Segment it: anchor · class+ · literal `@` · class+ · escaped dot · class with `{2,}` · anchor. In words: "start, one or more local-part characters, an @, one or more domain characters, a literal dot, at least two letters, end." That's the [email pattern](/regex/email) — and now it reads like a sentence.
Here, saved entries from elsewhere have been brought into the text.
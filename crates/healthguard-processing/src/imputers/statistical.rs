//! Statistical imputation methods.
//!
//! Missing numeric cells are filled with the arithmetic mean of the
//! column's observed values.

use polars::prelude::*;
use tracing::{debug, warn};

use crate::error::Result;
use crate::types::Imputation;
use crate::utils::{fill_numeric_nulls, is_numeric_dtype};

/// Outcome of imputing one column.
#[derive(Debug, Clone, PartialEq)]
pub enum ImputeResult {
    /// No missing cells.
    Complete,
    /// Missing cells were filled with the mean.
    Filled(Imputation),
    /// Every cell is missing, so there is no mean to fill with.
    Unfilled,
}

/// Statistical imputation methods for filling missing values.
pub struct StatisticalImputer;

impl StatisticalImputer {
    /// Fill the nulls of every numeric column with that column's mean.
    ///
    /// Filled columns are stored as `Float64`. Entirely missing columns are
    /// left as they are and returned in the second vector.
    pub fn impute_numeric_means(df: &mut DataFrame) -> Result<(Vec<Imputation>, Vec<String>)> {
        let numeric_columns: Vec<String> = df
            .get_columns()
            .iter()
            .filter(|col| is_numeric_dtype(col.dtype()))
            .map(|col| col.name().to_string())
            .collect();

        let mut imputations = Vec::new();
        let mut unfilled = Vec::new();

        for col_name in numeric_columns {
            match Self::apply_numeric_mean(df, &col_name)? {
                ImputeResult::Complete => {}
                ImputeResult::Filled(imputation) => imputations.push(imputation),
                ImputeResult::Unfilled => unfilled.push(col_name),
            }
        }

        Ok((imputations, unfilled))
    }

    /// Apply mean imputation to a single numeric column.
    pub fn apply_numeric_mean(df: &mut DataFrame, col_name: &str) -> Result<ImputeResult> {
        let series = df.column(col_name)?.as_materialized_series().clone();
        let missing = series.null_count();

        if missing == 0 {
            return Ok(ImputeResult::Complete);
        }

        let Some(mean_val) = series.mean() else {
            warn!(column = %col_name, "column has no observed values; left unfilled");
            return Ok(ImputeResult::Unfilled);
        };

        Self::fill_with_value(df, col_name, mean_val, &series)?;
        debug!(column = %col_name, mean = mean_val, filled = missing, "imputed mean");

        Ok(ImputeResult::Filled(Imputation {
            column: col_name.to_string(),
            mean: mean_val,
            filled: missing,
        }))
    }

    fn fill_with_value(
        df: &mut DataFrame,
        col_name: &str,
        fill_val: f64,
        series: &Series,
    ) -> Result<()> {
        let filled = fill_numeric_nulls(series, fill_val)?;
        df.replace(col_name, filled)?;
        Ok(())
    }
}

#[cfg(test)]
mod tests {
    use super::*;

    fn floats(df: &DataFrame, name: &str) -> Vec<Option<f64>> {
        df.column(name).unwrap().f64().unwrap().into_iter().collect()
    }

    #[test]
    fn test_apply_numeric_mean_basic() {
        let mut df = df!["Glucose" => [None, Some(80.0), Some(90.0), None]].unwrap();

        let result = StatisticalImputer::apply_numeric_mean(&mut df, "Glucose").unwrap();

        assert_eq!(
            result,
            ImputeResult::Filled(Imputation {
                column: "Glucose".into(),
                mean: 85.0,
                filled: 2,
            })
        );
        assert_eq!(
            floats(&df, "Glucose"),
            vec![Some(85.0), Some(80.0), Some(90.0), Some(85.0)]
        );
    }

    #[test]
    fn test_apply_numeric_mean_integer_column_becomes_float() {
        let mut df = df!["Age" => [Some(20i64), None, Some(40)]].unwrap();
        StatisticalImputer::apply_numeric_mean(&mut df, "Age").unwrap();
        assert_eq!(df.column("Age").unwrap().dtype(), &DataType::Float64);
        assert_eq!(floats(&df, "Age"), vec![Some(20.0), Some(30.0), Some(40.0)]);
    }

    #[test]
    fn test_apply_numeric_mean_no_nulls() {
        let mut df = df!["Age" => [20i64, 40]].unwrap();
        let result = StatisticalImputer::apply_numeric_mean(&mut df, "Age").unwrap();
        assert_eq!(result, ImputeResult::Complete);
        assert_eq!(df.column("Age").unwrap().dtype(), &DataType::Int64);
    }

    #[test]
    fn test_apply_numeric_mean_all_nulls() {
        let mut df = df!["Insulin" => [None::<f64>, None]].unwrap();
        let result = StatisticalImputer::apply_numeric_mean(&mut df, "Insulin").unwrap();
        assert_eq!(result, ImputeResult::Unfilled);
        assert_eq!(df.column("Insulin").unwrap().null_count(), 2);
    }

    #[test]
    fn test_impute_numeric_means_skips_text() {
        let mut df = df![
            "BMI" => [Some(20.0), None],
            "Name" => [Some("Ann"), None],
            "Insulin" => [None::<f64>, None],
        ]
        .unwrap();

        let (imputations, unfilled) = StatisticalImputer::impute_numeric_means(&mut df).unwrap();

        assert_eq!(imputations.len(), 1);
        assert_eq!(imputations[0].column, "BMI");
        assert_eq!(unfilled, vec!["Insulin".to_string()]);
        assert_eq!(df.column("Name").unwrap().null_count(), 1);
    }
}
## The traps that bite everyone

- **The unescaped dot.** `devkult.com` as a pattern also matches `devkultXcom`. Escape it: `devkult\.com`.
- **Missing anchors.** Validation without `^…$` accepts garbage with a valid substring inside.
- **Greedy matching.** `".*"` on `say "a" and "b"` matches from the first quote to the *last*. Use `".*?"` (lazy) or better, `"[^"]*"` (explicit).
- **Alternation scope.** `^http|https$` is *not* "http or https" — it's "starts with http, **or** ends with https." Group it: `^https?$`.
- **Quantifier target.** `ab+` matches `abbb`, not `ababab`. The `+` binds only to `b`; you wanted `(?:ab)+`.

## Practice on real patterns

The fastest way to internalize this is reading annotated real-world patterns. Every entry in the [regex pattern library](/regex) — [email](/regex/email), [URL](/regex/url), [UUID](/regex/uuid), [IPv4](/regex/ipv4), [phone](/regex/phone-number), and more — comes with exactly this kind of token-by-token table, match/no-match examples, and a pre-loaded [live tester](/tools/regex/regex-tester) so you can break the pattern and watch what changes.

Six token types, read left to right. Every regex is just those, composed.